Consumer Law Clinic

The Consumer Law Clinic at the University of Wisconsin Law School has three primary purposes:

  • Pedagogy: training law students in all aspects of civil litigation
  • Client Service: representing individuals and groups unable to obtain private counsel
  • Public Interest Advocacy: working on cases which present the opportunity to shape the law in ways that will benefit future consumers

About the Consumer Law Clinic

Since its inception in 1991, the Consumer Law Clinic at the University of Wisconsin Law School has provided legal services to lower income clients while providing law students the opportunity for hands-on training. The CLC handles individual and class action lawsuits in state and federal court covering a variety of consumer protection issues, including misrepresentation and fraud, credit scams, predatory lending, unfair debt collection practices and "fringe banking" abuses by rent-to-own and payday loan companies.
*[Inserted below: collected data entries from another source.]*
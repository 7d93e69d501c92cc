//! Monthly summary command implementation

use anyhow::{Context, Result};
use chrono::NaiveDate;
use outlay_core::ExpenseStore;

/// English month name for a 1-12 month number
fn month_name(month: u32) -> String {
    NaiveDate::from_ymd_opt(2000, month, 1)
        .map(|d| d.format("%B").to_string())
        .unwrap_or_else(|| format!("month {}", month))
}

pub fn cmd_summary(store: &ExpenseStore, month: u32, year: Option<i32>) -> Result<()> {
    let ledger = store.load().context("Failed to load expense file")?;

    if ledger.is_empty() {
        println!("No expenses found");
        return Ok(());
    }

    let total = ledger.month_total(month, year);
    match year {
        Some(year) => println!(
            "💰 Total expenses for {} {}: ${:.2}",
            month_name(month),
            year,
            total
        ),
        None => println!(
            "💰 Total expenses for {}: ${:.2}",
            month_name(month),
            total
        ),
    }

    Ok(())
}
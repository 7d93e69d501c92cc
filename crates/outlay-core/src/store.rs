//! The expense store: load/save of the on-disk expense document
//!
//! The document is a single pretty-printed JSON file. Loading tolerates a
//! missing or empty file (both mean "no expenses yet"); saving recomputes
//! the derived total and replaces the file atomically so a crash mid-write
//! leaves the previous document intact.

use std::fs;
use std::io::{ErrorKind, Write};
use std::path::{Path, PathBuf};

use tempfile::NamedTempFile;
use tracing::debug;

use crate::error::{Error, Result};
use crate::models::Ledger;

/// File-backed expense store with an explicit load/save contract
#[derive(Debug, Clone)]
pub struct ExpenseStore {
    path: PathBuf,
}

impl ExpenseStore {
    pub fn new(path: impl Into<PathBuf>) -> Self {
        Self { path: path.into() }
    }

    /// Path to the expense document
    pub fn path(&self) -> &Path {
        &self.path
    }

    /// Load the full document, or an empty ledger if none exists yet
    pub fn load(&self) -> Result<Ledger> {
        let contents = match fs::read_to_string(&self.path) {
            Ok(contents) => contents,
            Err(err) if err.kind() == ErrorKind::NotFound => {
                debug!("no expense document at {}, starting empty", self.path.display());
                return Ok(Ledger::default());
            }
            Err(err) => return Err(Error::Io(err)),
        };

        if contents.trim().is_empty() {
            return Ok(Ledger::default());
        }

        let ledger: Ledger = serde_json::from_str(&contents)?;
        debug!(
            "loaded {} expenses from {}",
            ledger.len(),
            self.path.display()
        );
        Ok(ledger)
    }

    /// Recompute the derived total and write the full document back.
    ///
    /// The document is written to a temp file in the same directory and
    /// renamed over the target, so readers never observe a torn write.
    pub fn save(&self, ledger: &mut Ledger) -> Result<()> {
        ledger.meta.total_expenses = ledger.total();

        let json = serde_json::to_string_pretty(&ledger)?;

        let dir = self.path.parent().filter(|p| !p.as_os_str().is_empty());
        let mut tmp = match dir {
            Some(dir) => NamedTempFile::new_in(dir)?,
            None => NamedTempFile::new_in(".")?,
        };
        tmp.write_all(json.as_bytes())?;
        tmp.write_all(b"\n")?;
        tmp.persist(&self.path).map_err(|e| Error::Io(e.error))?;

        debug!(
            "saved {} expenses to {}",
            ledger.len(),
            self.path.display()
        );
        Ok(())
    }
}
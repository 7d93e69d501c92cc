//! CSV export of the expense document

use crate::models::Ledger;

/// Render every expense as CSV, header included
pub fn to_csv(ledger: &Ledger) -> String {
    let mut csv = String::from("id,description,amount,date\n");

    for expense in &ledger.expenses {
        csv.push_str(&format!(
            "{},{},{:.2},{}\n",
            expense.id,
            escape_csv_field(&expense.description),
            expense.amount,
            expense.created_at,
        ));
    }

    csv
}

/// Quote a field when it contains a delimiter, quote, or newline
fn escape_csv_field(field: &str) -> String {
    if field.contains([',', '"', '\n']) {
        format!("\"{}\"", field.replace('"', "\"\""))
    } else {
        field.to_string()
    }
}
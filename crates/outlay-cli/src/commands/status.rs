//! Status command implementation

use std::fs;

use anyhow::{Context, Result};
use outlay_core::ExpenseStore;

pub fn cmd_status(store: &ExpenseStore) -> Result<()> {
    println!();
    println!("📊 Outlay Status");
    println!("   ─────────────────────────────────────────────────────────────");
    println!("   Expense file: {}", store.path().display());

    if store.path().exists() {
        if let Ok(metadata) = fs::metadata(store.path()) {
            let size_kb = metadata.len() as f64 / 1024.0;
            if size_kb < 1024.0 {
                println!("   Size: {:.1} KB", size_kb);
            } else {
                println!("   Size: {:.1} MB", size_kb / 1024.0);
            }
        }
    } else {
        println!("   Size: (no expenses recorded yet)");
    }

    let ledger = store.load().context("Failed to load expense file")?;

    println!();
    println!("   Expenses: {}", ledger.len());
    println!("   Total: ${:.2}", ledger.total());
    if let Some(latest) = ledger.recent_first().first() {
        println!(
            "   Most recent: {} ({})",
            latest.description, latest.created_at
        );
    }
    println!();

    Ok(())
}
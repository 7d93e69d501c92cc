//! CSV export command implementation

use std::fs::File;
use std::io::Write;
use std::path::PathBuf;

use anyhow::{Context, Result};
use outlay_core::export::to_csv;
use outlay_core::ExpenseStore;

pub fn cmd_export(store: &ExpenseStore, output: Option<PathBuf>) -> Result<()> {
    let ledger = store.load().context("Failed to load expense file")?;
    let csv = to_csv(&ledger);

    match output {
        Some(path) => {
            let mut file = File::create(&path)
                .with_context(|| format!("Failed to create output file: {}", path.display()))?;
            file.write_all(csv.as_bytes())?;

            println!("✅ Exported {} expenses to {}", ledger.len(), path.display());
        }
        None => {
            // Write to stdout
            print!("{}", csv);
        }
    }

    Ok(())
}
//! CLI argument definitions using clap
//!
//! This module contains all the clap structs and enums for parsing CLI
//! arguments. The actual command implementations are in the `commands`
//! module.

use std::path::PathBuf;

use clap::{Parser, Subcommand};

/// Outlay - Track personal expenses from the command line
#[derive(Parser)]
#[command(name = "outlay")]
#[command(about = "Personal expense tracker", long_about = None)]
#[command(version)]
pub struct Cli {
    /// Expense file path
    #[arg(long, default_value = "expenses.json", global = true)]
    pub file: PathBuf,

    /// Enable verbose logging
    #[arg(short, long, global = true)]
    pub verbose: bool,

    #[command(subcommand)]
    pub command: Commands,
}

#[derive(Subcommand)]
pub enum Commands {
    /// Record a new expense
    Add {
        /// What the money went to
        #[arg(short, long)]
        description: String,

        /// Amount spent (zero is allowed)
        #[arg(short, long)]
        amount: f64,
    },

    /// List expenses, most recent first
    List {
        /// Maximum number of expenses to show
        #[arg(short, long)]
        limit: Option<usize>,
    },

    /// Change the amount and/or description of an expense
    Update {
        /// Expense ID
        #[arg(long)]
        id: u64,

        /// New amount
        #[arg(long)]
        amount: Option<f64>,

        /// New description
        #[arg(long)]
        description: Option<String>,
    },

    /// Remove an expense
    Delete {
        /// Expense ID
        #[arg(long)]
        id: u64,
    },

    /// Total spending for a calendar month
    Summary {
        /// Month number (1-12)
        #[arg(short, long, value_parser = clap::value_parser!(u32).range(1..=12))]
        month: u32,

        /// Restrict to one year (all years when omitted)
        #[arg(short, long)]
        year: Option<i32>,
    },

    /// Show expense file status
    Status,

    /// Export expenses to CSV
    Export {
        /// Output file (defaults to stdout)
        #[arg(short, long)]
        output: Option<PathBuf>,
    },
}
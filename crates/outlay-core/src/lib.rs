//! Outlay Core Library
//!
//! Shared functionality for the Outlay expense tracker:
//! - Domain models for the expense document
//! - The expense store (load/save with atomic replacement)
//! - CSV export

pub mod error;
pub mod export;
pub mod models;
pub mod store;

pub use error::{Error, Result};
pub use models::{Expense, ExpenseUpdate, Ledger, Meta};
pub use store::ExpenseStore;
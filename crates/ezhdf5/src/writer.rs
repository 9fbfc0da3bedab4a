//! Writing values as datasets.

use ezhdf5_format::type_builders::vlen_string;
use ezhdf5_format::{CharacterSet, StringPadding};
use ezhdf5_io::{engine, Dataspace, Datatype, Hid, ObjectKind};
use log::debug;

use crate::error::{Error, Result};
use crate::handle::Handle;
use crate::node::{join_path, Location};
use crate::value::{Shape, Storable};

/// Store `value` as `name` directly under `loc`.
pub fn write<L, V>(loc: &L, name: &str, value: &V) -> Result<()>
where
    L: Location + ?Sized,
    V: Storable + ?Sized,
{
    let path = join_path(loc.location_path(), name);
    write_at(loc.location_id(), name, &path, value)
}

pub(crate) fn write_at<V: Storable + ?Sized>(
    loc: Hid,
    name: &str,
    path: &str,
    value: &V,
) -> Result<()> {
    let shape = value
        .shape()
        .ok_or_else(|| Error::NonContiguous(path.to_string()))?;
    match shape {
        Shape::Scalar { datatype, bytes } => {
            write_new(loc, name, path, datatype, Dataspace::scalar(), bytes)
        }
        Shape::Sequence {
            datatype,
            len,
            bytes,
        } => {
            if len == 0 {
                return Err(Error::EmptySequence(path.to_string()));
            }
            write_new(loc, name, path, datatype, Dataspace::simple(&[len as u64]), bytes)
        }
        Shape::Block {
            datatype,
            rows,
            cols,
            bytes,
        } => write_block(loc, name, path, datatype, rows, cols, bytes),
        Shape::Text(text) => write_text(loc, name, path, text),
    }
}

fn write_new(
    loc: Hid,
    name: &str,
    path: &str,
    datatype: &Datatype,
    space: Dataspace,
    bytes: &[u8],
) -> Result<()> {
    let id = engine().create_dataset(loc, name, datatype, &space)?;
    let ds = Handle::owned(id, ObjectKind::Dataset);
    engine().write_raw(ds.id(), datatype, bytes)?;
    debug!("wrote {path} as {datatype} {:?}", space.dimensions);
    ds.close()
}

/// Blocks update a dataset already at `name` in place; its extent must be
/// exactly `rows x cols`.
fn write_block(
    loc: Hid,
    name: &str,
    path: &str,
    datatype: &Datatype,
    rows: usize,
    cols: usize,
    bytes: &[u8],
) -> Result<()> {
    let space = Dataspace::simple(&[rows as u64, cols as u64]);
    let exists = engine().exists(loc, name)?;
    let ds = if exists {
        let ds = Handle::owned(engine().open_dataset(loc, name)?, ObjectKind::Dataset);
        let stored = engine().dataset_space(ds.id())?;
        if stored.dimensions != space.dimensions {
            return Err(Error::ExtentMismatch {
                path: path.to_string(),
                stored: stored.dimensions,
                requested: space.dimensions,
            });
        }
        debug!("updating block {path}");
        ds
    } else {
        Handle::owned(
            engine().create_dataset(loc, name, datatype, &space)?,
            ObjectKind::Dataset,
        )
    };
    engine().write_raw(ds.id(), datatype, bytes)?;
    debug!("wrote {path} as {datatype} {rows}x{cols}");
    ds.close()
}

/// Text is persisted space-padded and written from a null-terminated
/// in-memory form.
fn write_text(loc: Hid, name: &str, path: &str, text: &str) -> Result<()> {
    let file_type = vlen_string(StringPadding::SpacePad, CharacterSet::Utf8);
    let mem_type = vlen_string(StringPadding::NullTerminate, CharacterSet::Utf8);
    let id = engine().create_dataset(loc, name, &file_type, &Dataspace::scalar())?;
    let ds = Handle::owned(id, ObjectKind::Dataset);
    engine().write_strings(ds.id(), &mem_type, &[text])?;
    debug!("wrote {path} as text ({} bytes)", text.len());
    ds.close()
}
In partnership with the Dane County Foreclosure Prevention Taskforce, CLC students join volunteer attorneys from the community to staff a free, drop-in legal clinic for homeowners facing foreclosure.  The CLC also advocates for consumers before the Wisconsin Legislature and administrative agencies, and provides community-based outreach and education on consumer issues.

Consumer Law Clinic students participate in all aspects of the clinic's work. They interview and counsel clients, investigate and evaluate potential cases, draft complaints, briefs, motions and discovery requests, prepare counsel to take and defend depositions, argue before courts, and participate in trials. Student work on legislative and administrative advocacy projects includes drafting and analyzing proposed legislation and administrative rules, delivering testimony at public hearings, and meeting with government officials. Students also prepare and deliver presentations on issues of concern to low-income consumers at community centers.
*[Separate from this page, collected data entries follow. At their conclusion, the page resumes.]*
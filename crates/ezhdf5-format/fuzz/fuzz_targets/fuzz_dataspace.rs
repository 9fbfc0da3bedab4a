#![no_main]
use libfuzzer_sys::fuzz_target;

fuzz_target!(|data: &[u8]| {
    if let Ok(space) = ezhdf5_format::Dataspace::parse(data) {
        let _ = space.num_elements();
    }
});
//! Errors reported by the storage engine.

use std::path::PathBuf;

use ezhdf5_format::FormatError;

use crate::hid::{Hid, ObjectKind};

/// Errors returned by [`Engine`](crate::Engine) calls.
#[derive(Debug, thiserror::Error)]
pub enum EngineError {
    /// Reading, writing or creating the container file failed.
    #[error("I/O error on {path}: {source}")]
    Io {
        path: PathBuf,
        #[source]
        source: std::io::Error,
    },

    /// The file on disk is not a valid container.
    #[error("container format error: {0}")]
    Format(#[from] FormatError),

    /// The handle was never issued or has already been closed.
    #[error("invalid or closed handle {0}")]
    InvalidHandle(Hid),

    /// A handle or name refers to an object of a different kind.
    #[error("{name} is a {actual}, expected a {expected}")]
    WrongKind {
        name: String,
        expected: ObjectKind,
        actual: ObjectKind,
    },

    /// Nothing is linked at the name, or an intermediate group is missing.
    #[error("object not found: {0}")]
    NotFound(String),

    /// A link with this name already exists.
    #[error("object already exists: {0}")]
    AlreadyExists(String),

    /// A write was attempted on a container opened read-only.
    #[error("container opened read-only: {0}")]
    ReadOnly(PathBuf),

    /// The container is open in a way that conflicts with the request.
    #[error("container already open: {0}")]
    FileAlreadyOpen(PathBuf),

    /// The name is empty, contains a `.` segment, or is too long to store.
    #[error("invalid object name: {0:?}")]
    InvalidName(String),

    /// The memory type does not match the dataset's stored type.
    #[error("type mismatch: dataset holds {stored}, got {given}")]
    TypeMismatch { stored: String, given: String },

    /// The buffer does not hold exactly the dataset's element count.
    #[error("extent mismatch: dataset holds {stored:?}, got {given:?}")]
    ExtentMismatch { stored: Vec<u64>, given: Vec<u64> },
}

pub type Result<T> = std::result::Result<T, EngineError>;
//! Handle-based storage engine for ezhdf5 containers.
//!
//! A single process-wide [`Engine`], reached through [`engine()`], owns every
//! open container and issues [`Hid`] handles for files, groups and datasets.
//! Callers create and open objects by name relative to a file or group
//! handle, move element bytes in and out with a memory-side type descriptor,
//! and release each handle through the close call matching its role.
//!
//! ```no_run
//! use ezhdf5_io::{engine, Dataspace};
//! use ezhdf5_io::ezhdf5_format::type_builders::NATIVE_INT32;
//!
//! let file = engine().create_file("data.ezh5".as_ref(), false)?;
//! let ds = engine().create_dataset(file, "x", &NATIVE_INT32, &Dataspace::scalar())?;
//! engine().write_raw(ds, &NATIVE_INT32, &42i32.to_ne_bytes())?;
//! engine().close_dataset(ds)?;
//! engine().close_file(file)?;
//! # Ok::<(), ezhdf5_io::EngineError>(())
//! ```

pub use ezhdf5_format;

pub mod engine;
pub mod error;
pub mod hid;
mod storage;

pub use engine::{engine, Engine};
pub use error::{EngineError, Result};
pub use ezhdf5_format::{Dataspace, Datatype};
pub use hid::{Hid, ObjectKind, OpenMode};
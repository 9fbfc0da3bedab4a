//! Descriptor, dataspace and container encoding for ezhdf5.
//!
//! This crate holds the data model shared by the engine and the node layer:
//! storage type descriptors ([`datatype::Datatype`]), extents
//! ([`dataspace::Dataspace`]), the predefined native descriptors, and the
//! object tree of a container together with its file encoding. It keeps no
//! engine state.

pub mod container;
pub mod dataspace;
pub mod datatype;
pub mod error;
pub mod signature;
pub mod type_builders;

pub use container::{Container, DatasetObject, Object, ObjectId, RawData};
pub use dataspace::{Dataspace, DataspaceType};
pub use datatype::{CharacterSet, CompoundMember, Datatype, DatatypeByteOrder, StringPadding};
pub use error::FormatError;
use std::thread;

use ezhdf5_io::ezhdf5_format::type_builders::NATIVE_UINT64;
use ezhdf5_io::ezhdf5_format::Container;
use ezhdf5_io::{engine, Dataspace, EngineError, ObjectKind};

#[test]
fn threads_share_one_engine() {
    let dir = tempfile::tempdir().unwrap();
    let workers: Vec<_> = (0..8u64)
        .map(|i| {
            let path = dir.path().join(format!("t{i}.ezh5"));
            thread::spawn(move || {
                let file = engine().create_file(&path, true).unwrap();
                let ds = engine()
                    .create_dataset(file, "id", &NATIVE_UINT64, &Dataspace::scalar())
                    .unwrap();
                engine()
                    .write_raw(ds, &NATIVE_UINT64, &i.to_ne_bytes())
                    .unwrap();
                engine().close_dataset(ds).unwrap();
                engine().close_file(file).unwrap();
                path
            })
        })
        .collect();

    for (i, worker) in workers.into_iter().enumerate() {
        let path = worker.join().unwrap();
        let file = engine().open_file(&path, false).unwrap();
        let ds = engine().open_dataset(file, "/id").unwrap();
        let mut buf = [0u8; 8];
        engine().read_raw(ds, &NATIVE_UINT64, &mut buf).unwrap();
        assert_eq!(u64::from_ne_bytes(buf), i as u64);
        engine().close_dataset(ds).unwrap();
        engine().close_file(file).unwrap();
    }
}

#[test]
fn closed_handles_are_invalid_everywhere() {
    let dir = tempfile::tempdir().unwrap();
    let path = dir.path().join("closed.ezh5");
    let file = engine().create_file(&path, false).unwrap();
    let group = engine().create_group(file, "g").unwrap();
    assert_eq!(engine().handle_kind(group).unwrap(), ObjectKind::Group);
    engine().close_group(group).unwrap();

    assert!(matches!(
        engine().close_group(group),
        Err(EngineError::InvalidHandle(_))
    ));
    assert!(matches!(
        engine().member_names(group),
        Err(EngineError::InvalidHandle(_))
    ));
    engine().close_file(file).unwrap();

    let bytes = std::fs::read(&path).unwrap();
    let container = Container::decode(&bytes).unwrap();
    assert_eq!(container.len(), 2);
}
The CLC has an Advisory Board comprised of experts in consumer law and behavior. The Board meets with the clinical students each semester. During these meetings, students report on their cases and receive feedback and advice from Board members. The Board is also helpful in analyzing potential cases and their merit. Members of the Advisory Board for the 2011-12 Jeff Archibald, Archibald Consumer Law Office; Connie Kilmark, Kilmark and Associates; Mary Fons, Fons Law Office; Dan Hayes, Michael Blumenfeld Associates; Mitch Hagopian, Disability Rights Wisconsin; Stacia Conneely, Legal Action of Wisconsin; Judy Tomczak, Tomczak Law Office; Marsha Mansfield, University of Wisconsin Law School; and Gerald Thain, University of Wisconsin Law School.

Notable Work

  • An amicus curaie ("friend of the court") brief to the Wisconsin Court of Appeals on the importance of the right to sue for illegal repairs by a car dealership.
  • Class actions on behalf of Wisconsin residents who entered into loan contracts with internet payday lending companies.  
  • A class action against a credit card company that resulted in a Wisconsin Court of Appeals decision striking down a mandatory arbitration clause as unconscionable.
  • A lawsuit filed on behalf of a retiree who was the target of illegal debt collection by an installment loan company.
  • A lawsuit filed on behalf of several Latino consumers in Dane County victimized by a California company fraudulently promising them careers as licensed auto mechanics.
  • A lawsuit filed on behalf of an elderly widow challenging false advertising and fraudulent marketing tactics by a credit card company.
  • Several class actions on behalf of consumers who entered into payday loan contracts with interest rates exceeding 500%.
  • A statewide class action challenging a variety of false and deceptive practices by a company that sells timeshares in the Wisconsin Dells.
  • Legislative advocacy on Wisconsin's Lemon Law, the Wisconsin Consumer Act, including its fee-shifting provision, and proposals on payday lending and rent-to-own.